We're currently building apps that might be interesting for this demographic group. What (online) locations would you recommend us to go and promote to that age group?<p>Facebook? Ads or posting links in Groups?
MySpace? How/Where?
Boards? Which ones?
Social News Sites? - Which ones?
Blogs?
Other Ideas?
======
asnyder
If you're serious about targeting this demographic then Hacker News might not
be the best place to get your answer. If you're spending significant amount of
time and resources in this demographic you should already know this
information about them. If you don't know where they go for information, or
what sites would be good promoting partners, how can you be sure that your
application is interesting to this demographic?

If however, your application has a different target demographic and you simply
wish to test the waters with this group then sites such as TMZ (and other
gossip related rags) is your best bet, IMHO.

------
CoreyLoose
Just got the opinion of a real live 21 year old woman on this topic.

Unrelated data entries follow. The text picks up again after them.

//! Kubernetes resource watchers
//!
//! One watcher per kind streams objects from the API server, converts them to
//! the proxy's views and hands ADD / UPDATE / REMOVE records to a
//! [`Reconcile`] sink. A reconcile failure is logged and the stream goes on.

pub mod convert;
pub mod tracker;

use async_trait::async_trait;
use futures::{StreamExt, TryStreamExt};
use k8s_openapi::api::core::v1::{Endpoints, Node, Pod, Service};
use kube::api::ListParams;
use kube::runtime::watcher::{self, Event};
use kube::runtime::WatchStreamExt;
use kube::{Api, Client, ResourceExt};
use ovsk_core::{ChangePredicate, EndpointInfo, NodeInfo, PodInfo, ServiceInfo, Update};
use serde::de::DeserializeOwned;
use std::fmt::Debug;
use std::net::Ipv4Addr;
use std::sync::Arc;
use tokio_util::sync::CancellationToken;
use tracing::{debug, info, warn};

use crate::error::Result;
use crate::reconciler::ServiceProxy;
pub use tracker::ChangeTracker;

/// A watched Kubernetes kind and its proxy view
pub trait Watched:
    kube::Resource<DynamicType = ()> + Clone + DeserializeOwned + Debug + Send + Sync + 'static
{
    type Info: ChangePredicate + Clone + Send + Sync + 'static;

    const KIND: &'static str;

    /// `None` when the object carries nothing the proxy can use yet
    fn info(&self) -> Option<Self::Info>;

    /// Tracker key; `namespace:name` for namespaced kinds
    fn key(&self) -> String {
        match self.namespace() {
            Some(ns) => format!("{}:{}", ns, self.name_any()),
            None => self.name_any(),
        }
    }
}

impl Watched for Node {
    type Info = NodeInfo;
    const KIND: &'static str = "Node";

    fn info(&self) -> Option<NodeInfo> {
        Some(convert::node_info(self))
    }
}

impl Watched for Pod {
    type Info = PodInfo;
    const KIND: &'static str = "Pod";

    fn info(&self) -> Option<PodInfo> {
        Some(convert::pod_info(self))
    }
}

impl Watched for Service {
    type Info = ServiceInfo;
    const KIND: &'static str = "Service";

    fn info(&self) -> Option<ServiceInfo> {
        Some(convert::service_info(self))
    }
}

impl Watched for Endpoints {
    type Info = EndpointInfo;
    const KIND: &'static str = "Endpoints";

    fn info(&self) -> Option<EndpointInfo> {
        convert::endpoint_info(self)
    }
}

/// Receiver of change records for one resource view
#[async_trait]
pub trait Reconcile<T>: Send + Sync {
    async fn reconcile(&self, update: Update<T>) -> Result<()>;
}

#[async_trait]
impl Reconcile<NodeInfo> for ServiceProxy {
    async fn reconcile(&self, update: Update<NodeInfo>) -> Result<()> {
        self.on_node_update(update).await
    }
}

#[async_trait]
impl Reconcile<PodInfo> for ServiceProxy {
    async fn reconcile(&self, update: Update<PodInfo>) -> Result<()> {
        self.on_pod_update(update).await
    }
}

#[async_trait]
impl Reconcile<ServiceInfo> for ServiceProxy {
    async fn reconcile(&self, update: Update<ServiceInfo>) -> Result<()> {
        self.on_service_update(update).await
    }
}

#[async_trait]
impl Reconcile<EndpointInfo> for ServiceProxy {
    async fn reconcile(&self, update: Update<EndpointInfo>) -> Result<()> {
        self.on_endpoints_update(update).await
    }
}

/// Cluster-wide watcher for one kind
pub struct ResourceWatcher<K: Watched> {
    api: Api<K>,
    token: CancellationToken,
    tracker: ChangeTracker<K::Info>,
}

impl<K: Watched> ResourceWatcher<K> {
    pub fn new(client: Client, token: CancellationToken) -> Self {
        Self {
            api: Api::all(client),
            token,
            tracker: ChangeTracker::new(),
        }
    }

    /// Stream events into `sink` until cancelled or the stream ends
    pub async fn run<R>(mut self, sink: Arc<R>)
    where
        R: Reconcile<K::Info> + ?Sized,
    {
        info!("Watching {} objects", K::KIND);
        let mut stream = watcher::watcher(self.api.clone(), watcher::Config::default())
            .default_backoff()
            .boxed();

        loop {
            let event = tokio::select! {
                _ = self.token.cancelled() => break,
                event = stream.try_next() => event,
            };
            match event {
                Ok(Some(event)) => {
                    for update in self.apply(event) {
                        let op = update.op;
                        if let Err(e) = sink.reconcile(update).await {
                            warn!("{} {} failed: {}", K::KIND, op, e);
                        }
                    }
                }
                Ok(None) => break,
                // The backoff retries the watch; nothing to do but report it
                Err(e) => warn!("{} watch error: {}", K::KIND, e),
            }
        }
        info!("{} watcher stopped", K::KIND);
    }

    /// Fold one watch event into the tracker
    fn apply(&mut self, event: Event<K>) -> Vec<Update<K::Info>> {
        match event {
            Event::Init => {
                debug!("{} relist started", K::KIND);
                self.tracker.begin_relist();
                Vec::new()
            }
            Event::InitApply(obj) | Event::Apply(obj) => self.observe(&obj).into_iter().collect(),
            Event::InitDone => {
                let removed = self.tracker.finish_relist();
                debug!("{} relist done, {} gone", K::KIND, removed.len());
                removed
            }
            Event::Delete(obj) => self.tracker.forget(&obj.key()).into_iter().collect(),
        }
    }

    fn observe(&mut self, obj: &K) -> Option<Update<K::Info>> {
        let key = obj.key();
        match obj.info() {
            Some(info) => self.tracker.observe(&key, info),
            None => self.tracker.forget(&key),
        }
    }
}

/// Spawn the four watchers feeding `proxy`
pub fn spawn_all(
    client: Client,
    proxy: Arc<ServiceProxy>,
    token: CancellationToken,
) -> Vec<tokio::task::JoinHandle<()>> {
    vec![
        tokio::spawn(ResourceWatcher::<Node>::new(client.clone(), token.clone()).run(proxy.clone())),
        tokio::spawn(ResourceWatcher::<Pod>::new(client.clone(), token.clone()).run(proxy.clone())),
        tokio::spawn(
            ResourceWatcher::<Service>::new(client.clone(), token.clone()).run(proxy.clone()),
        ),
        tokio::spawn(ResourceWatcher::<Endpoints>::new(client, token).run(proxy)),
    ]
}

/// Internal IP of the node whose `Hostname` address is `hostname`
pub async fn node_ip_for_host(client: Client, hostname: &str) -> Result<Option<Ipv4Addr>> {
    let nodes: Api<Node> = Api::all(client);
    let list = nodes.list(&ListParams::default()).await?;
    Ok(list
        .items
        .iter()
        .map(convert::node_info)
        .find(|node| node.hostname.as_deref() == Some(hostname))
        .and_then(|node| node.internal_ip))
}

She uses
Facebook on a daily basis and is tech savvy enough to use Gmail filters
intelligently and download torrents.

Here is the rundown of what she said: -Doesn't read online news/blogs -Clicked
5 or so Facebook adds lifetime -Watches a copious amount of online TV (Hulu
etc.) -When looking for new services online she googles what she is looking
for (budget manager, etc.)

If I was going to go about a marketing plan based just on this anecdotal
evidence I'd say SEO is quite important, and perhaps getting some adds during
online videos (how expensive is this?) would be good because she seemed very
adverse to clicking on anything she didn't go looking for in the first place.

------
gstar
That's a very broad demographic - Can you slice finer? The responses you have
already are spot on, but they apply to a lot of other demographics too.

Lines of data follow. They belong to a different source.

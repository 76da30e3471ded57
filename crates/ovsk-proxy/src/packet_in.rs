//! Reactive service flows
//!
//! A punted packet names a service address. The handler resolves the backing
//! pod and the client's switch port, then installs a NAT flow pair for the
//! connection that expires when idle.

use ovsk_core::{MacAddr, EXTERNAL_ID_ATTACHED_MAC, EXTERNAL_ID_IFACE_ID, EXTERNAL_ID_IP_ADDRESS};
use ovsk_openflow::pipeline::{self, ServiceConnection};
use ovsk_openflow::{Flow, PacketIn, SwitchHandle};
use std::net::Ipv4Addr;
use tracing::debug;

use crate::error::{ProxyError, Result};
use crate::packet::{self, L4Packet};
use crate::reconciler::ServiceProxy;

impl ServiceProxy {
    /// Handle a table-miss packet; returns the flows installed (none on a miss)
    pub async fn handle_packet_in(&self, switch: &SwitchHandle, packet: &PacketIn) -> Result<Vec<Flow>> {
        let pkt = packet::decode(&packet.data)?;
        let Some(conn) = self.resolve_connection(&pkt).await? else {
            return Ok(Vec::new());
        };

        let flows = pipeline::service_flows(&conn);
        for flow in &flows {
            switch.install_flow(flow.clone())?;
        }
        debug!(
            "{}:{} -> {}:{} now served by {}:{}",
            conn.client_ip,
            conn.client_port,
            conn.service_ip,
            conn.service_port,
            conn.pod_ip,
            conn.target_port
        );
        Ok(flows)
    }

    async fn resolve_connection(&self, pkt: &L4Packet) -> Result<Option<ServiceConnection>> {
        // Snapshot under the lock, resolve ports without it
        let (endpoint, service, via_node_ip, remote_host) = {
            let state = self.state.lock().await;
            let Some((endpoint, service)) = state.find_endpoint_service(pkt.dst_ip, pkt.dst_port)
            else {
                debug!("No endpoint behind {}:{}", pkt.dst_ip, pkt.dst_port);
                return Ok(None);
            };
            (
                endpoint.clone(),
                service.clone(),
                state.node_ip == Some(pkt.dst_ip),
                state.remote_pods.get(&pkt.src_ip).copied(),
            )
        };

        let service_port = if via_node_ip {
            service.port_for_node_port(pkt.dst_port)
        } else {
            service.port_for(pkt.dst_port)
        }
        .ok_or_else(|| ProxyError::PortUnresolved(format!("service port of {}", service.key())))?;

        // Destination: the endpoint's pod
        let pod_key = endpoint.pod_key();
        let (pod_of_port, ids) = self
            .store()
            .external_ids_with_of_port(EXTERNAL_ID_IFACE_ID, &pod_key)
            .await?;
        let pod_mac: MacAddr = ids
            .get(EXTERNAL_ID_ATTACHED_MAC)
            .ok_or_else(|| ProxyError::MissingExternalId {
                interface: pod_key.clone(),
                key: EXTERNAL_ID_ATTACHED_MAC,
            })?
            .parse()?;
        let pod_ip = ids
            .get(EXTERNAL_ID_IP_ADDRESS)
            .and_then(|ip| ip.parse::<Ipv4Addr>().ok())
            .or(endpoint.pod_ip)
            .ok_or_else(|| ProxyError::MissingExternalId {
                interface: pod_key.clone(),
                key: EXTERNAL_ID_IP_ADDRESS,
            })?;

        // Source: local pod, remote pod behind a tunnel, or the service's own port
        let mut client_mac = None;
        let client_of_port = match self
            .store()
            .of_port_by_external_id(EXTERNAL_ID_IP_ADDRESS, &pkt.src_ip.to_string())
            .await
        {
            Ok(port) => port,
            Err(e) if e.is_transient() => match remote_host {
                Some(host) => self
                    .store()
                    .tunnel_port_by_remote_ip(&host.to_string())
                    .await
                    .ok_or_else(|| ProxyError::PortUnresolved(format!("tunnel to {}", host)))?,
                None => {
                    let port = self
                        .store()
                        .of_port_by_external_id(EXTERNAL_ID_IP_ADDRESS, &pkt.dst_ip.to_string())
                        .await
                        .map_err(|_| ProxyError::PortUnresolved(format!("source {}", pkt.src_ip)))?;
                    client_mac = Some(pkt.src_mac);
                    port
                }
            },
            Err(e) => return Err(e.into()),
        };

        Ok(Some(ServiceConnection {
            protocol: pkt.protocol,
            client_ip: pkt.src_ip,
            client_port: pkt.src_port,
            client_of_port,
            client_mac,
            service_ip: pkt.dst_ip,
            service_port: pkt.dst_port,
            pod_ip,
            pod_mac,
            target_port: service_port.target_port,
            pod_of_port,
        }))
    }
}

If your app has a very broad market there's no point going after every
18-25/female because you can't afford to advertise to the whole demographic
without some really really REALLY serious money. You'll need to "pierce the
zeitgeist" with something that captures imaginations to get the word out.

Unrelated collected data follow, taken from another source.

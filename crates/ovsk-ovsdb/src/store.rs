//! Switch state store: a connected client plus the monitored table cache

use async_trait::async_trait;
use serde_json::{json, Map, Value};
use std::ops::Deref;
use std::path::Path;
use std::sync::Arc;
use tokio::sync::watch;
use tracing::{debug, info, warn};

use crate::cache::{PortPollPolicy, TableCache};
use crate::client::{NotificationHandler, OvsdbClient};
use crate::error::{OvsdbError, Result};
use crate::operation::Operation;

const MONITOR_ID: &str = "ovsk";

/// Applies monitor updates to the cache and records disconnection
struct CacheUpdater {
    cache: Arc<TableCache>,
    closed: watch::Sender<bool>,
}

#[async_trait]
impl NotificationHandler for CacheUpdater {
    async fn update(&self, _monitor_id: &Value, updates: &Value) {
        self.cache.apply_updates(updates).await;
    }

    async fn disconnected(&self) {
        warn!("OVSDB connection lost");
        let _ = self.closed.send(true);
    }
}

/// Connected view of the switch database.
///
/// Lookups are served from the [`TableCache`] through `Deref`.
pub struct SwitchStore {
    client: OvsdbClient,
    cache: Arc<TableCache>,
    closed: watch::Receiver<bool>,
}

impl SwitchStore {
    /// Connect to the database socket. No retry.
    pub async fn connect(socket: impl AsRef<Path>) -> Result<Self> {
        Self::connect_with(socket, PortPollPolicy::default()).await
    }

    pub async fn connect_with(socket: impl AsRef<Path>, poll: PortPollPolicy) -> Result<Self> {
        let cache = Arc::new(TableCache::with_poll_policy(poll));
        let (closed_tx, closed) = watch::channel(false);
        let handler = Arc::new(CacheUpdater {
            cache: cache.clone(),
            closed: closed_tx,
        });
        let client = OvsdbClient::connect(socket, handler).await?;
        info!("Connected to OVSDB");
        Ok(Self {
            client,
            cache,
            closed,
        })
    }

    /// Fetch the schema and monitor every table, loading the initial contents
    pub async fn monitor_all(&self) -> Result<()> {
        let schema = self.client.get_schema().await?;
        let tables = schema
            .get("tables")
            .and_then(Value::as_object)
            .ok_or_else(|| OvsdbError::Protocol("schema has no tables".to_string()))?;

        let requests: Map<String, Value> = tables
            .keys()
            .map(|table| (table.clone(), json!({})))
            .collect();
        debug!("Monitoring {} tables", requests.len());

        let initial = self
            .client
            .monitor(json!(MONITOR_ID), Value::Object(requests))
            .await?;
        self.cache.apply_updates(&initial).await;
        Ok(())
    }

    /// Run `ops` as one atomic transaction
    pub async fn transact(&self, ops: Vec<Operation>) -> Result<Vec<Value>> {
        let results = self.client.transact(&ops).await?;
        if results.len() < ops.len() {
            return Err(OvsdbError::ReplyCountMismatch {
                expected: ops.len(),
                received: results.len(),
            });
        }
        for result in &results {
            if let Some(error) = result.get("error").filter(|e| !e.is_null()) {
                let details = result
                    .get("details")
                    .and_then(Value::as_str)
                    .unwrap_or_default();
                return Err(OvsdbError::TransactionFailed {
                    error: error.as_str().map_or_else(|| error.to_string(), str::to_string),
                    details: details.to_string(),
                });
            }
        }
        Ok(results)
    }

    pub fn client(&self) -> &OvsdbClient {
        &self.client
    }

    pub fn cache(&self) -> &Arc<TableCache> {
        &self.cache
    }

    /// Resolves once the connection to ovsdb-server is gone
    pub async fn closed(&self) {
        let mut closed = self.closed.clone();
        let _ = closed.wait_for(|c| *c).await;
    }
}

impl Deref for SwitchStore {
    type Target = TableCache;

    fn deref(&self) -> &TableCache {
        &self.cache
    }
}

Pierce the zeitgeist? I do sound like a wanker, but you would probably need to
step up from typical "viral" marketing techniques. Don't go herding sheep with
LEDs, step it up. How? No idea!

------
Jem
Technically literate or not? If yes, I can give you some links to some areas
where you could address these sorts of people directly and get some ideas from
the horse's mouth, so to speak.

------
srn
The general class of women 18-25 or tech savvy 18-25? And of what interest
group? You give far too few details for anyone to be able to help you.